Bagaimana lokasi calon KTM itu di kaitkan dengan gelar ulang kekuatan TNI di Perbatasan? Sejauh manakah kemampuan Pemda perbatasan untuk mendukung program seperti ini?  Hal itulah yang juga ditekankan oleh Menteri Dalam Negeri Tjahjo Kumolo dan mengatakan, konsep tersebut merupakan penjabaran dari arahan Presiden Joko Widodo untuk membangun dari pinggiran dengan memperbaiki kondisi kehidupan dan keamanan masyarakat di perbatasan. Oleh karena itu, di daerah-daerah perbatasan, personel TNI akan diperkuat dan didukung oleh kementerian-kementerian terkait.“Kami akan inventarisasi aset-aset pemerintah daerah yang bisa dimanfaatkan semua kementerian untuk kepentingan pertahanan,” kata Tjahjo. Secara terpisah, pengembangan satuan-satuan di tempat-tempat kosong, terutama di dekat perbatasan, akan dibahas dalam rapat pimpinan TNI 2017. Panglima TNI Jenderal Gatot Nurmantyo mengatakan, persoalan itu akan dibahas secara spesifik di hari keempat Rapim TNI. Sementara itu, Gubernur Kalimantan Utara Irianto Lambrie menuturkan, daerahnya siap menerima mutasi atau pergeseran TNI dari Pulau Jawa ke daerah perbatasan.
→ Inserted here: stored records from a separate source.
// Copyright (c) 2025 Fabstir
// SPDX-License-Identifier: BUSL-1.1

//! Orchestrator fan-out/merge tests
//!
//! These tests verify that:
//! - Undecodable input fails the request with a descriptive error
//! - Provider failures only remove that provider's section
//! - Face quality attaches to faces by position
//! - Classifications are filtered and capped
//! - fullText is absent when no text was found

use chrono::{TimeZone, Utc};
use fabstir_vision_node::vision::{
    AnalysisResult, BarcodeObservation, ClassificationObservation, DecodedImage, Detector,
    FaceCaptureQuality, FaceObservation, HorizonObservation, NormalizedRect, Orchestrator,
    ProviderError, ProviderSet, TextObservation, Timestamper,
};
use image::{DynamicImage, ImageFormat};
use mockall::mock;
use std::io::Cursor;
use std::sync::atomic::{AtomicUsize, Ordering};
use std::sync::{Arc, Barrier};
use std::time::Duration;
use tokio::time::timeout;

mock! {
    pub TextProvider {}
    impl Detector<Vec<TextObservation>> for TextProvider {
        fn name(&self) -> &'static str;
        fn detect(&self, image: &DecodedImage) -> Result<Vec<TextObservation>, ProviderError>;
    }
}

mock! {
    pub FaceProvider {}
    impl Detector<Vec<FaceObservation>> for FaceProvider {
        fn name(&self) -> &'static str;
        fn detect(&self, image: &DecodedImage) -> Result<Vec<FaceObservation>, ProviderError>;
    }
}

mock! {
    pub FaceQualityProvider {}
    impl Detector<Vec<FaceCaptureQuality>> for FaceQualityProvider {
        fn name(&self) -> &'static str;
        fn detect(&self, image: &DecodedImage) -> Result<Vec<FaceCaptureQuality>, ProviderError>;
    }
}

mock! {
    pub BarcodeProvider {}
    impl Detector<Vec<BarcodeObservation>> for BarcodeProvider {
        fn name(&self) -> &'static str;
        fn detect(&self, image: &DecodedImage) -> Result<Vec<BarcodeObservation>, ProviderError>;
    }
}

mock! {
    pub ClassificationProvider {}
    impl Detector<Vec<ClassificationObservation>> for ClassificationProvider {
        fn name(&self) -> &'static str;
        fn detect(
            &self,
            image: &DecodedImage,
        ) -> Result<Vec<ClassificationObservation>, ProviderError>;
    }
}

mock! {
    pub HorizonProvider {}
    impl Detector<Option<HorizonObservation>> for HorizonProvider {
        fn name(&self) -> &'static str;
        fn detect(&self, image: &DecodedImage) -> Result<Option<HorizonObservation>, ProviderError>;
    }
}

/// Helper: encode a blank RGB image as PNG
fn png_bytes(width: u32, height: u32) -> Vec<u8> {
    let mut buf = Vec::new();
    DynamicImage::new_rgb8(width, height)
        .write_to(&mut Cursor::new(&mut buf), ImageFormat::Png)
        .unwrap();
    buf
}

/// Helper: deterministic clock
fn clock() -> Timestamper {
    Timestamper::fixed(Utc.with_ymd_and_hms(2025, 11, 3, 12, 0, 0).unwrap())
}

fn orchestrator(providers: ProviderSet) -> Orchestrator {
    Orchestrator::new(providers, clock())
}

fn text_returning(fragments: Vec<TextObservation>) -> MockTextProvider {
    let mut mock = MockTextProvider::new();
    mock.expect_name().return_const("mock-text");
    mock.expect_detect()
        .times(1)
        .returning(move |_| Ok(fragments.clone()));
    mock
}

fn failing_barcodes() -> MockBarcodeProvider {
    let mut mock = MockBarcodeProvider::new();
    mock.expect_name().return_const("mock-barcodes");
    mock.expect_detect()
        .times(1)
        .returning(|_| Err(ProviderError::DetectionFailed("engine offline".to_string())));
    mock
}

fn faces_returning(count: usize) -> MockFaceProvider {
    let mut mock = MockFaceProvider::new();
    mock.expect_name().return_const("mock-faces");
    mock.expect_detect().returning(move |_| {
        Ok((0..count)
            .map(|i| FaceObservation::new(NormalizedRect::new(0.1 * i as f64, 0.5, 0.1, 0.1), 0.9))
            .collect())
    });
    mock
}

fn quality_returning(scores: Vec<f32>) -> MockFaceQualityProvider {
    let mut mock = MockFaceQualityProvider::new();
    mock.expect_name().return_const("mock-face-quality");
    mock.expect_detect().returning(move |_| {
        Ok(scores
            .iter()
            .map(|q| FaceCaptureQuality {
                bounding_box: NormalizedRect::new(0.0, 0.0, 0.1, 0.1),
                quality: *q,
            })
            .collect())
    });
    mock
}

#[cfg(test)]
mod orchestrator_tests {
    use super::*;

    /// Test 1: Garbage bytes fail the request, not the process
    #[tokio::test]
    async fn test_undecodable_input() {
        let mut text = MockTextProvider::new();
        text.expect_name().return_const("mock-text");
        text.expect_detect().never();

        let result = orchestrator(ProviderSet::new().with_text(text))
            .analyze(&[0u8; 10])
            .await;

        assert!(!result.success);
        assert!(result.error.is_some());
        assert!(result.image_info.is_none());
        assert!(result.text_observations.is_none());
        assert_eq!(result.timestamp, "2025-11-03T12:00:00.000Z");
    }

    /// Test 2: Empty body is rejected with a descriptive message
    #[tokio::test]
    async fn test_empty_input() {
        let result = orchestrator(ProviderSet::new()).analyze(&[]).await;
        assert!(!result.success);
        assert_eq!(result.error.as_deref(), Some("Image data is empty"));
    }

    /// Test 3: Oversized input is rejected before decoding
    #[tokio::test]
    async fn test_oversized_input() {
        let bytes = png_bytes(32, 32);
        let result = Orchestrator::new(ProviderSet::new(), clock())
            .with_max_image_bytes(16)
            .analyze(&bytes)
            .await;

        assert!(!result.success);
        assert!(result.error.unwrap().contains("too large"));
    }

    /// Test 4: A failing provider only loses its own section
    #[tokio::test]
    async fn test_partial_failure() {
        let fragments = vec![
            TextObservation::new("Hello", 0.9, NormalizedRect::new(0.10, 0.90, 0.20, 0.05)),
            TextObservation::new("World", 0.9, NormalizedRect::new(0.35, 0.90, 0.20, 0.05)),
        ];
        let providers = ProviderSet::new()
            .with_text(text_returning(fragments))
            .with_barcodes(failing_barcodes());

        let result = orchestrator(providers).analyze(&png_bytes(64, 48)).await;

        assert!(result.success);
        let info = result.image_info.as_ref().unwrap();
        assert_eq!((info.width, info.height), (64, 48));
        assert_eq!(info.format, "png");
        assert_eq!(result.text_observations.as_ref().map(Vec::len), Some(2));
        assert_eq!(result.full_text.as_deref(), Some("Hello World"));
        assert!(result.barcodes.is_none());
        assert!(result.error.is_none());
    }

    /// Test 5: Run reports per-provider outcomes before merging
    #[tokio::test]
    async fn test_outcomes_distinguish_not_run_failed_and_empty() {
        let providers = ProviderSet::new()
            .with_text(text_returning(vec![]))
            .with_barcodes(failing_barcodes());

        let run = orchestrator(providers)
            .run(&png_bytes(8, 8))
            .await
            .unwrap();

        assert!(run.outcomes.text.is_completed());
        assert!(run.outcomes.barcodes.is_failed());
        assert!(run.outcomes.faces.is_not_run());
        assert_eq!(run.outcomes.failed_count(), 1);
    }

    /// Test 6: No text means fullText is absent, not empty
    #[tokio::test]
    async fn test_full_text_absent_without_fragments() {
        let providers = ProviderSet::new().with_text(text_returning(vec![]));
        let result = orchestrator(providers).analyze(&png_bytes(8, 8)).await;

        assert!(result.success);
        assert_eq!(result.text_observations, Some(vec![]));
        assert!(result.full_text.is_none());

        let json = result.to_json().unwrap();
        assert!(json.contains("\"textObservations\":[]"));
        assert!(!json.contains("fullText"));
    }

    /// Test 7: Quality attaches positionally; surplus faces keep none
    #[tokio::test]
    async fn test_face_quality_positional_merge() {
        let providers = ProviderSet::new()
            .with_faces(faces_returning(3))
            .with_face_quality(quality_returning(vec![0.8, 0.4]));

        let result = orchestrator(providers).analyze(&png_bytes(16, 16)).await;
        let faces = result.faces.unwrap();

        assert_eq!(faces.len(), 3);
        assert_eq!(faces[0].capture_quality, Some(0.8));
        assert_eq!(faces[1].capture_quality, Some(0.4));
        assert_eq!(faces[2].capture_quality, None);
    }

    /// Test 8: Extra quality entries are ignored
    #[tokio::test]
    async fn test_face_quality_surplus_ignored() {
        let providers = ProviderSet::new()
            .with_faces(faces_returning(1))
            .with_face_quality(quality_returning(vec![0.7, 0.6, 0.5]));

        let faces = orchestrator(providers)
            .analyze(&png_bytes(16, 16))
            .await
            .faces
            .unwrap();
        assert_eq!(faces.len(), 1);
        assert_eq!(faces[0].capture_quality, Some(0.7));
    }

    /// Test 9: Failed quality provider leaves faces untouched
    #[tokio::test]
    async fn test_face_quality_failure_keeps_faces() {
        let mut quality = MockFaceQualityProvider::new();
        quality.expect_name().return_const("mock-face-quality");
        quality
            .expect_detect()
            .returning(|_| Err(ProviderError::Unavailable("model not loaded".to_string())));

        let providers = ProviderSet::new()
            .with_faces(faces_returning(2))
            .with_face_quality(quality);

        let result = orchestrator(providers).analyze(&png_bytes(16, 16)).await;
        let faces = result.faces.unwrap();
        assert_eq!(faces.len(), 2);
        assert!(faces.iter().all(|f| f.capture_quality.is_none()));
    }

    /// Test 10: Classifications are filtered to > 0.1 and at most ten
    #[tokio::test]
    async fn test_classification_cap() {
        let mut classifier = MockClassificationProvider::new();
        classifier.expect_name().return_const("mock-classifier");
        classifier.expect_detect().returning(|_| {
            Ok((0..25)
                .map(|i| ClassificationObservation::new(format!("label{}", i), i as f32 / 25.0))
                .collect())
        });

        let result = orchestrator(ProviderSet::new().with_classifications(classifier))
            .analyze(&png_bytes(8, 8))
            .await;
        let classes = result.classifications.unwrap();

        assert_eq!(classes.len(), 10);
        assert!(classes.iter().all(|c| c.confidence > 0.1));
        // ten best, still in provider order
        let labels: Vec<&str> = classes.iter().map(|c| c.label.as_str()).collect();
        let expected: Vec<String> = (15..25).map(|i| format!("label{}", i)).collect();
        assert_eq!(labels, expected);
    }

    /// Test 11: A completed horizon provider that finds nothing omits the field
    #[tokio::test]
    async fn test_horizon_not_found() {
        let mut horizon = MockHorizonProvider::new();
        horizon.expect_name().return_const("mock-horizon");
        horizon.expect_detect().returning(|_| Ok(None));

        let result = orchestrator(ProviderSet::new().with_horizon(horizon))
            .analyze(&png_bytes(8, 8))
            .await;
        assert!(result.success);
        assert!(result.horizon.is_none());
    }

    /// Test 12: Every provider sees the same decoded buffer exactly once
    #[tokio::test]
    async fn test_each_provider_invoked_once() {
        let calls = Arc::new(AtomicUsize::new(0));

        let mut text = MockTextProvider::new();
        text.expect_name().return_const("mock-text");
        let text_calls = Arc::clone(&calls);
        text.expect_detect().times(1).returning(move |image| {
            assert_eq!((image.width(), image.height()), (20, 10));
            text_calls.fetch_add(1, Ordering::SeqCst);
            Ok(vec![])
        });

        let mut faces = MockFaceProvider::new();
        faces.expect_name().return_const("mock-faces");
        let face_calls = Arc::clone(&calls);
        faces.expect_detect().times(1).returning(move |image| {
            assert_eq!((image.width(), image.height()), (20, 10));
            face_calls.fetch_add(1, Ordering::SeqCst);
            Ok(vec![])
        });

        let providers = ProviderSet::new().with_text(text).with_faces(faces);
        let result = orchestrator(providers).analyze(&png_bytes(20, 10)).await;

        assert!(result.success);
        assert_eq!(calls.load(Ordering::SeqCst), 2);
    }

    /// Test 13: Result JSON uses camelCase and omits providers that did not run
    #[tokio::test]
    async fn test_result_wire_shape() {
        let result: AnalysisResult = orchestrator(ProviderSet::new())
            .analyze(&png_bytes(8, 8))
            .await;
        let value = serde_json::to_value(&result).unwrap();
        let object = value.as_object().unwrap();

        assert_eq!(object["success"], true);
        assert_eq!(object["imageInfo"]["format"], "png");
        assert!(!object.contains_key("faces"));
        assert!(!object.contains_key("contours"));
        assert!(!object.contains_key("error"));
    }

    /// Test 14: Unpaired faces lose provider-supplied quality
    ///
    /// A face provider that fills `captureQuality` itself does not keep it once
    /// a quality list is present and too short to reach that face.
    #[tokio::test]
    async fn test_face_quality_tail_cleared() {
        let mut faces = MockFaceProvider::new();
        faces.expect_name().return_const("mock-faces");
        faces.expect_detect().returning(|_| {
            Ok((0..2)
                .map(|i| {
                    let mut face = FaceObservation::new(
                        NormalizedRect::new(0.2 * i as f64, 0.5, 0.1, 0.1),
                        0.9,
                    );
                    face.capture_quality = Some(0.2);
                    face
                })
                .collect())
        });

        let providers = ProviderSet::new()
            .with_faces(faces)
            .with_face_quality(quality_returning(vec![0.7]));
        let faces = orchestrator(providers)
            .analyze(&png_bytes(16, 16))
            .await
            .faces
            .unwrap();

        assert_eq!(faces[0].capture_quality, Some(0.7));
        assert_eq!(faces[1].capture_quality, None);
    }

    /// Test 15: Providers are dispatched concurrently
    ///
    /// Both providers block on a shared two-party barrier, so neither can
    /// finish unless the other is running at the same time.
    #[tokio::test(flavor = "multi_thread", worker_threads = 2)]
    async fn test_providers_run_concurrently() {
        let barrier = Arc::new(Barrier::new(2));

        let mut text = MockTextProvider::new();
        text.expect_name().return_const("mock-text");
        let text_barrier = Arc::clone(&barrier);
        text.expect_detect().times(1).returning(move |_| {
            text_barrier.wait();
            Ok(vec![])
        });

        let mut faces = MockFaceProvider::new();
        faces.expect_name().return_const("mock-faces");
        let face_barrier = Arc::clone(&barrier);
        faces.expect_detect().times(1).returning(move |_| {
            face_barrier.wait();
            Ok(vec![])
        });

        let orchestrator = orchestrator(ProviderSet::new().with_text(text).with_faces(faces));
        let png = png_bytes(8, 8);
        let result = timeout(Duration::from_secs(10), orchestrator.analyze(&png))
            .await
            .expect("providers were not dispatched concurrently");

        assert!(result.success);
        assert_eq!(result.text_observations, Some(vec![]));
        assert_eq!(result.faces, Some(vec![]));
    }
}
[1] Sama seperti pengelola taman di sepanjang jalan di Kota tempat saya tinggal, tiap tahun tamannya pasti di rombak lagi dengan model baru. Yang lama dibuang semua dan muncul yang baru sama sekali. Batin saya, mereka hanya mikir proyeknya, persetan dengan tamannya. Saya tidak pernah melihat taman itu enak dilihat. Yang ada adalah para pekerja yang selalu bongkar pasang taman, nggak ada indahnya sama sekali.